- YOUR ASSIGNMENT -
Set down, character for character, everything in the records below from the line holding "filename crates/iap-core/src/catalog.rs" down to the line holding "successful catalog refresh).", and no other line.

++++++++

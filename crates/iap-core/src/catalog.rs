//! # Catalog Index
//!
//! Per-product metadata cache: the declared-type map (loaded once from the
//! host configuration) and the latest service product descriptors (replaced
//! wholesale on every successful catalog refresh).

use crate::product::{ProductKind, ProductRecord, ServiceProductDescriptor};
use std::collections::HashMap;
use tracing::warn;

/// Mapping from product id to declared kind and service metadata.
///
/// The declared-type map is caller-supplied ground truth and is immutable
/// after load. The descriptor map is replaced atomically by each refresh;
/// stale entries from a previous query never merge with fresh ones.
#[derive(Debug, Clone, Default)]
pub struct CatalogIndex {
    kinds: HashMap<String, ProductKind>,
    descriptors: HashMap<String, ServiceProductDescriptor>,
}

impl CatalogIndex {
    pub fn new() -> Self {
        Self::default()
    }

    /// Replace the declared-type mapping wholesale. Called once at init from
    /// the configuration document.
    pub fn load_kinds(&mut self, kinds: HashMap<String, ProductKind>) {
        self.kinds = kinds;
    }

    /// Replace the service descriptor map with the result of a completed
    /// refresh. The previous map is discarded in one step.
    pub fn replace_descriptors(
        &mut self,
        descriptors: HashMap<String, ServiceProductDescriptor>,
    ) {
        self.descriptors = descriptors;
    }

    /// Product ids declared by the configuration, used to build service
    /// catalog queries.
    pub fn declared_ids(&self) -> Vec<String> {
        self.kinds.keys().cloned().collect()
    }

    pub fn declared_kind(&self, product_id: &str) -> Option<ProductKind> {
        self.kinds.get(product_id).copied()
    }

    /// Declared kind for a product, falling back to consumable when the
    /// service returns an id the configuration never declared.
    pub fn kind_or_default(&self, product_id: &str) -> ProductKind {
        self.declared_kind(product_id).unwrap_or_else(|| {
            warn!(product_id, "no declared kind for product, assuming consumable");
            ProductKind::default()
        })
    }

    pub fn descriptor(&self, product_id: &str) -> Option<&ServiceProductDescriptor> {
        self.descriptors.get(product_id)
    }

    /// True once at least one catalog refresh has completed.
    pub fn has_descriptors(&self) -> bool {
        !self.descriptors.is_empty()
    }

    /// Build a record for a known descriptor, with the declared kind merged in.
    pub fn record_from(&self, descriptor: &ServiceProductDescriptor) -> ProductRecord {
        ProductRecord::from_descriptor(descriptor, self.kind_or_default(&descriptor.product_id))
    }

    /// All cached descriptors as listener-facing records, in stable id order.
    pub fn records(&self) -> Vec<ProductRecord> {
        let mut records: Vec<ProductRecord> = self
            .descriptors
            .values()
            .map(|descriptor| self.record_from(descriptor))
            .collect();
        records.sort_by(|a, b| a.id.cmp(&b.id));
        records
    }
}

++++++++

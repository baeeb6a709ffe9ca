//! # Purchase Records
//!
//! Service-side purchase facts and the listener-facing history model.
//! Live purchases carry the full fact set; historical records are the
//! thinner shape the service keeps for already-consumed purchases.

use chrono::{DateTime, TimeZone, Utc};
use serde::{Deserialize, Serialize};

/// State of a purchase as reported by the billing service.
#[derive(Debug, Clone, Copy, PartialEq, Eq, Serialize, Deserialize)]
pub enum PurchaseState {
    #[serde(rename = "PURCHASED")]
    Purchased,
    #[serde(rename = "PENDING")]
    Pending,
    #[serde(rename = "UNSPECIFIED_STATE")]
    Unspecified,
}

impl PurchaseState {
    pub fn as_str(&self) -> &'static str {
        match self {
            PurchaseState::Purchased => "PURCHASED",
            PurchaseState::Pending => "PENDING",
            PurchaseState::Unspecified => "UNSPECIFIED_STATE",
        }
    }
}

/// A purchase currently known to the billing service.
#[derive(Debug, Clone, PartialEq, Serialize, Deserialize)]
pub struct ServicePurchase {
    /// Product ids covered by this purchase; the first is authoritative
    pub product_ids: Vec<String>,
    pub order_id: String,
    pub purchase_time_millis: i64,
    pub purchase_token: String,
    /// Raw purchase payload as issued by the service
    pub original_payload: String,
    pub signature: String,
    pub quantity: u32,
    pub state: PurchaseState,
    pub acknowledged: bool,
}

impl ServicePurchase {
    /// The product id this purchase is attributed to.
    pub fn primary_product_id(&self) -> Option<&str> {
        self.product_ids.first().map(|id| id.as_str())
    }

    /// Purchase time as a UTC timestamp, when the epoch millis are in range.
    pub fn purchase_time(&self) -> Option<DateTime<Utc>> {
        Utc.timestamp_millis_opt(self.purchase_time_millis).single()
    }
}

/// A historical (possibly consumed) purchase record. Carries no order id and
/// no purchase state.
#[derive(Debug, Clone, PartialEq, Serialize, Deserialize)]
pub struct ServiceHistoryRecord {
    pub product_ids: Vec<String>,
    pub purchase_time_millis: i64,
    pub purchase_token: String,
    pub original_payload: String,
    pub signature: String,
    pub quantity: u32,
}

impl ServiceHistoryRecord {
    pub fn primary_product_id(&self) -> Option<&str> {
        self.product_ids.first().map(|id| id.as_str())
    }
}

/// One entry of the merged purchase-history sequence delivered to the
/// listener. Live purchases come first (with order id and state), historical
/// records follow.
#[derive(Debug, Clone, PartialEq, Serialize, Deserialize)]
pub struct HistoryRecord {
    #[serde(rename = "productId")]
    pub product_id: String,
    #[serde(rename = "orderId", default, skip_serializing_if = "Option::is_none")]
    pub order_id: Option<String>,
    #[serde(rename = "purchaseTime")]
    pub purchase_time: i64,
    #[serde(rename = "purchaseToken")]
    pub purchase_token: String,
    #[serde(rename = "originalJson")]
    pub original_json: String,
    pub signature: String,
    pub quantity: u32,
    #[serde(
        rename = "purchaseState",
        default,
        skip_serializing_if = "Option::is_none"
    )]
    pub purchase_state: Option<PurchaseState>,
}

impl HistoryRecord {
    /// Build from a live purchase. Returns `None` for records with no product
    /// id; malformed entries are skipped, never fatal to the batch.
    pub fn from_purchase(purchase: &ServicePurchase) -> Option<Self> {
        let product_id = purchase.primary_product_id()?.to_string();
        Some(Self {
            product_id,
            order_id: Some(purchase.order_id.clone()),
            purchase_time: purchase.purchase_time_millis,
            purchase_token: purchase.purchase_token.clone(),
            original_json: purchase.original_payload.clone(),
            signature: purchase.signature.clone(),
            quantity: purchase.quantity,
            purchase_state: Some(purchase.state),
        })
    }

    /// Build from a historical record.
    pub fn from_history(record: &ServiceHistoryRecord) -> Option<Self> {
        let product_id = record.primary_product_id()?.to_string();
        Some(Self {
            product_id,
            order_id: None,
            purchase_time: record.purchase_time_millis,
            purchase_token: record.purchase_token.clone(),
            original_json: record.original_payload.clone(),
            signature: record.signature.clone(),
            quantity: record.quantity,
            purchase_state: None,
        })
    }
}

++++++++

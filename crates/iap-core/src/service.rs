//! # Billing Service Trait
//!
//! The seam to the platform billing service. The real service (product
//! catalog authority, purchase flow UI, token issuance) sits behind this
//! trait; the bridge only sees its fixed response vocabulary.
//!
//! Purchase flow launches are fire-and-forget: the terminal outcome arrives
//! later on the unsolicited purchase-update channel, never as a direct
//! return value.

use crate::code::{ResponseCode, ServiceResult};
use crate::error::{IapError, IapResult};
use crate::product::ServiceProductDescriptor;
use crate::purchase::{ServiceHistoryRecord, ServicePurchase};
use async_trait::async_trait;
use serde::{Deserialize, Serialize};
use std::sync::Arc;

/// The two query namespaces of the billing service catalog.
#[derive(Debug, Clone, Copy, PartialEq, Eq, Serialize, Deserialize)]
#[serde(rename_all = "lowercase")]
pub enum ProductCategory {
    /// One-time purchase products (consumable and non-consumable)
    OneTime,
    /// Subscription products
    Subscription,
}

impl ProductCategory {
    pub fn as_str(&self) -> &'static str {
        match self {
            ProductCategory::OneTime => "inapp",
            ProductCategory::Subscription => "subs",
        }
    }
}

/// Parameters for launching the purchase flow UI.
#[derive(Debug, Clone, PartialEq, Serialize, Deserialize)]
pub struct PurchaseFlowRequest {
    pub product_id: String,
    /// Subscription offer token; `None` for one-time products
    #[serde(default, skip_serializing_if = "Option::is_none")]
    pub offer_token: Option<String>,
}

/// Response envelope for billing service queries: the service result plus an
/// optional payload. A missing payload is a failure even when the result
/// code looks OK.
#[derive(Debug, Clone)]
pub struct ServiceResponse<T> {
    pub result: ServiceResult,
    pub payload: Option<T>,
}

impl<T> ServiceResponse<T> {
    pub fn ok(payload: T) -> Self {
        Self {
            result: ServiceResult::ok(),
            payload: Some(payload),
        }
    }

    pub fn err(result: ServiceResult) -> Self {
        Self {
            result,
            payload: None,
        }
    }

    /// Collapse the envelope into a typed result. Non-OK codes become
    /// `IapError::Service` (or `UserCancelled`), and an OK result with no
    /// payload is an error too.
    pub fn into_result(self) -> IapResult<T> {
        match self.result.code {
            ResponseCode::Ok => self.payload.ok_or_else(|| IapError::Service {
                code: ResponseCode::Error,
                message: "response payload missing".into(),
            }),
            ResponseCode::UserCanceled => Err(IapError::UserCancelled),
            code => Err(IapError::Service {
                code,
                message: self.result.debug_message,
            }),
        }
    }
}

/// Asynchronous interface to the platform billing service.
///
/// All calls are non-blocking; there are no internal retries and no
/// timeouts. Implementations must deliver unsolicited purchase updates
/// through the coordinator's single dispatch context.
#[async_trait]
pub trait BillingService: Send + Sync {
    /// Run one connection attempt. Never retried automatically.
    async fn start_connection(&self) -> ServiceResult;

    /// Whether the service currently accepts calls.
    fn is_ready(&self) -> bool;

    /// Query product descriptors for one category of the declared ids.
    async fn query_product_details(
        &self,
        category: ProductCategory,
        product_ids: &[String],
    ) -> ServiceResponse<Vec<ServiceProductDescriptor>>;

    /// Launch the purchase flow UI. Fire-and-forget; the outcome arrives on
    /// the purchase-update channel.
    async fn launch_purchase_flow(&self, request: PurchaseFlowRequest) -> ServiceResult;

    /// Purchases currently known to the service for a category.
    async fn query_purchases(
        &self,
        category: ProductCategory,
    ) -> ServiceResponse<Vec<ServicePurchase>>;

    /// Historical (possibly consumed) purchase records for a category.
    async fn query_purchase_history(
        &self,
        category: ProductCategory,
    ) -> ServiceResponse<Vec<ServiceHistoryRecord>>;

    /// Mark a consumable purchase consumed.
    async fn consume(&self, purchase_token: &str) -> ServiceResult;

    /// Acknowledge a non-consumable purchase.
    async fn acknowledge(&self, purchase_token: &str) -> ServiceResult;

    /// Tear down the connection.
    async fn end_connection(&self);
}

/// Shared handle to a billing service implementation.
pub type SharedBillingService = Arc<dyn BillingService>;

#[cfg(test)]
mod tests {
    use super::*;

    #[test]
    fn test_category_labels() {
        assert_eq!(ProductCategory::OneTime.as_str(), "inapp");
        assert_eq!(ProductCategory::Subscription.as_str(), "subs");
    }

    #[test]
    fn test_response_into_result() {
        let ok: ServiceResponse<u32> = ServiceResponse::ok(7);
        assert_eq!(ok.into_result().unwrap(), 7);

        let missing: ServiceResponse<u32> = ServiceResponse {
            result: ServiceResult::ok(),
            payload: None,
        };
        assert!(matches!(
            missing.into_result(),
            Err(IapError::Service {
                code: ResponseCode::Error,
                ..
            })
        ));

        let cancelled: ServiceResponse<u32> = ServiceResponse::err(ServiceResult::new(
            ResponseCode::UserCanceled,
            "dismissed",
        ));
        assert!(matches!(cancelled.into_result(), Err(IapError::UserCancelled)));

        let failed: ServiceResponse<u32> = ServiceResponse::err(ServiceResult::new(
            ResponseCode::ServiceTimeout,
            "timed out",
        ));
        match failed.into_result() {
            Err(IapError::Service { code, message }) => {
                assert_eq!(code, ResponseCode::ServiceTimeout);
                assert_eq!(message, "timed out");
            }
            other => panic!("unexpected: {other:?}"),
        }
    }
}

++++++++

- RESULT OF THIS TASK -
filename crates/iap-core/src/catalog.rs
//! # Catalog Index
//!
//! Per-product metadata cache: the declared-type map (loaded once from the
//! host configuration) and the latest service product descriptors (replaced
//! wholesale on every successful catalog refresh).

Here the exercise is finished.